Sunday, September 28, 2003

I got very stressed at work, wound myself very hard again. For me, it's like I can't keep all the thoughts from hitting me all at once. It's hard to describe what nearly overloading is like when you are hyperactive, but closest demonstration is try to read three books, watch a half-dozen TVs, and play your stereo as loud as possible while changing radio stations every five seconds. But the strangest thing happened. I just let go of the stress, without thinking about it. I breathed in and it drained out of me. I'm not going to sing hosannas over this, but it a hopeful thing if I can calm myself more instinctively.

Tommorow is a huge day. There is a big peace rally and march that I've been waiting to attend. I may march alone, since Jim the Elder probably will only do the rally. I do so little politically, this is my chance to make a showing. More news tommorow.

Saturday, September 27, 2003

Here we are again, nearly a week since my last entry. But the weird weeks keep rolling. My cat developed a bald spot on his back and nasty scabby stuff under his fur. As you can imagine, I freaked. But the vet says it's probably just an allergic reaction and I'm doing a pill regiment. My graveyard relief decided not to show for work twice, including last night. But least that is more shekels in the bank.
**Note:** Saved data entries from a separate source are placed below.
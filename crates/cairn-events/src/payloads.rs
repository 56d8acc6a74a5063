//! Notification payload types carried by the bus.

use cairn_core::{Actor, EntityId, EntitySnapshot, EntityType};
use chrono::{DateTime, Utc};
use serde::{Deserialize, Serialize};

use crate::topics::{Topic, TopicKind};

/// Identifier assigned to each published notification, in publish order.
pub type NotificationId = u64;

/// Default capacity of each subscriber's queue.
pub const DEFAULT_BUS_CAPACITY: usize = 1_024;

/// Largest per-subscriber queue a bus allocates.
pub const MAX_BUS_CAPACITY: usize = 65_536;

/// What happened to the entity carried by a notification.
#[derive(Debug, Clone, Copy, PartialEq, Eq, Hash, Serialize, Deserialize)]
#[serde(rename_all = "snake_case")]
pub enum LifecycleAction {
    /// The entity was created.
    Created,
    /// Durable attributes changed.
    Edited,
    /// Only the edit context changed; the payload is re-published for editor presence.
    ContextChanged,
    /// The entity was deleted; the payload is its last known state.
    Deleted,
}

impl LifecycleAction {
    /// Machine-friendly discriminator for logs and metrics.
    #[must_use]
    pub const fn kind(self) -> &'static str {
        match self {
            Self::Created => "created",
            Self::Edited => "edited",
            Self::ContextChanged => "context_changed",
            Self::Deleted => "deleted",
        }
    }

    /// Topic of the pair this action is published on.
    #[must_use]
    pub const fn topic_kind(self) -> TopicKind {
        match self {
            Self::Created => TopicKind::Created,
            Self::Edited | Self::ContextChanged | Self::Deleted => TopicKind::Edited,
        }
    }
}

/// Immutable snapshot delivered to subscribers.
#[derive(Debug, Clone, PartialEq, Serialize, Deserialize)]
pub struct Notification {
    /// Sequential identifier assigned by the bus.
    pub id: NotificationId,
    /// Time the bus accepted the notification.
    pub timestamp: DateTime<Utc>,
    /// Topic the notification was published on.
    pub topic: Topic,
    /// Lifecycle action being announced.
    pub action: LifecycleAction,
    /// Actor whose operation produced the notification.
    pub actor: Actor,
    /// Entity state after the operation, with its edit annotation.
    pub payload: EntitySnapshot,
}

impl Notification {
    /// Identifier of the entity carried in the payload.
    #[must_use]
    pub const fn entity_id(&self) -> EntityId {
        self.payload.entity.id
    }

    /// Type of the entity carried in the payload.
    #[must_use]
    pub const fn entity_type(&self) -> EntityType {
        self.payload.entity.entity_type
    }
}

/// Receipt returned by a successful publish.
#[derive(Debug, Clone, Copy, PartialEq, Eq)]
pub struct Delivery {
    /// Identifier assigned to the notification.
    pub id: NotificationId,
    /// Subscribers connected at publish time.
    pub receivers: usize,
}

#[cfg(test)]
mod tests {
    use super::*;

    #[test]
    fn actions_map_onto_topic_pair() {
        assert_eq!(LifecycleAction::Created.topic_kind(), TopicKind::Created);
        for action in [
            LifecycleAction::Edited,
            LifecycleAction::ContextChanged,
            LifecycleAction::Deleted,
        ] {
            assert_eq!(action.topic_kind(), TopicKind::Edited);
        }
        assert_eq!(LifecycleAction::ContextChanged.kind(), "context_changed");
    }
}
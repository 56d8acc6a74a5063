//! Telemetry initialisation primitives and logging configuration.
//!
//! # Design
//! - Centralises logging setup (fmt or JSON) with a single entry point.
//! - Records the build SHA once to avoid inconsistencies across modules.

use std::fmt::{self, Display, Formatter};
use std::str::FromStr;

use once_cell::sync::OnceCell;
use tracing_subscriber::{
    EnvFilter, fmt as fmt_layer, layer::SubscriberExt, util::SubscriberInitExt,
};

use crate::error::{Result, TelemetryError};

/// Default logging target when `RUST_LOG` is not provided.
pub const DEFAULT_LOG_LEVEL: &str = "info";

static BUILD_SHA: OnceCell<String> = OnceCell::new();

/// Configure and install the global tracing subscriber.
///
/// `RUST_LOG` overrides `config.level` when set.
///
/// # Errors
///
/// Returns [`TelemetryError::SubscriberInstall`] if another subscriber has
/// already been set globally.
pub fn init_logging(config: &LoggingConfig<'_>) -> Result<()> {
    let _ = BUILD_SHA.set(config.build_sha.to_string());

    let installed = match config.format {
        LogFormat::Json => tracing_subscriber::registry()
            .with(build_env_filter(config.level))
            .with(
                fmt_layer::layer()
                    .json()
                    .with_target(false)
                    .with_thread_ids(false),
            )
            .try_init(),
        LogFormat::Pretty => tracing_subscriber::registry()
            .with(build_env_filter(config.level))
            .with(
                fmt_layer::layer()
                    .with_target(false)
                    .with_thread_ids(false),
            )
            .try_init(),
    };
    installed.map_err(|source| TelemetryError::SubscriberInstall { source })
}

/// Access the build SHA recorded during logging initialisation.
#[must_use]
pub fn build_sha() -> &'static str {
    BUILD_SHA.get().map_or("dev", String::as_str)
}

/// Logging configuration.
#[derive(Debug, Clone)]
pub struct LoggingConfig<'a> {
    /// Log level or filter directive (e.g., `info`, `cairn_domain=debug`).
    pub level: &'a str,
    /// Output format selection for the tracing subscriber.
    pub format: LogFormat,
    /// Build identifier recorded in structured logs.
    pub build_sha: &'a str,
}

impl Default for LoggingConfig<'_> {
    fn default() -> Self {
        Self {
            level: DEFAULT_LOG_LEVEL,
            format: LogFormat::infer(),
            build_sha: build_sha(),
        }
    }
}

/// Available output formats for the logger.
#[derive(Debug, Clone, Copy, PartialEq, Eq)]
pub enum LogFormat {
    /// Emit logs as structured JSON objects.
    Json,
    /// Emit human-readable, pretty-printed logs.
    Pretty,
}

impl LogFormat {
    /// Choose a sensible default for the current build.
    #[must_use]
    pub const fn infer() -> Self {
        if cfg!(debug_assertions) {
            Self::Pretty
        } else {
            Self::Json
        }
    }

    /// Configuration keyword for the format.
    #[must_use]
    pub const fn as_str(self) -> &'static str {
        match self {
            Self::Json => "json",
            Self::Pretty => "pretty",
        }
    }
}

impl Display for LogFormat {
    fn fmt(&self, formatter: &mut Formatter<'_>) -> fmt::Result {
        formatter.write_str(self.as_str())
    }
}

impl FromStr for LogFormat {
    type Err = String;

    fn from_str(value: &str) -> std::result::Result<Self, Self::Err> {
        match value.trim().to_ascii_lowercase().as_str() {
            "json" => Ok(Self::Json),
            "pretty" => Ok(Self::Pretty),
            other => Err(other.to_string()),
        }
    }
}

fn build_env_filter(level: &str) -> EnvFilter {
    EnvFilter::try_from_default_env().unwrap_or_else(|_| EnvFilter::new(level))
}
Oh, and Happy Jewish New Year.

Sunday, September 21, 2003

This has been another weird week amongst a strange month... I worked two twelve hour shifts in a row, and miraculously missed a third one. I was late today because I was picking up the painkillers I would need if I worked that third shift. Six hours in to my shift, I was resigned that I would be working another six. As one can guess, my mood was less than stellar. Then on another pointless hourly patrol of an empty building, I cheered myself slightly with the thought of the extra funds for the move to Seattle, and I was thinking about the choices I had made lately, and the choices I've made all my life. And I started to remember a saying, that I just looked up to get right.. "We have to believe in free will, we have no choice." I did get the author right, Isaac Bashevis Singer. Zing. Clear Blue Truth. When I chose to leave school, that was my choice. When I chose to move to Seattle, that was my choice. These were acts of free will. I have been practicing will, but not free will, all this time. It was a subtle epiphany, but my head still is trying to process. It's like so many understandings, deep but isolated, are simultaneous trying to connect. Things that I've accumulated, people I've come to know, experiences I have gathered, now make more sense. It's not satori. I'm not going to start floating and dispensing wisdom for the ages. Even though, in California, I could make a good living doing that.
But I'm already seeing some things that are making me squirm It's just so weird, and so achingly absurd, to know that the reason I keep living as I always have lived, never testing my limits, just keeping myself distracted, and holding back from what I need to do, is because I know this is a choice I can make, that I have always made.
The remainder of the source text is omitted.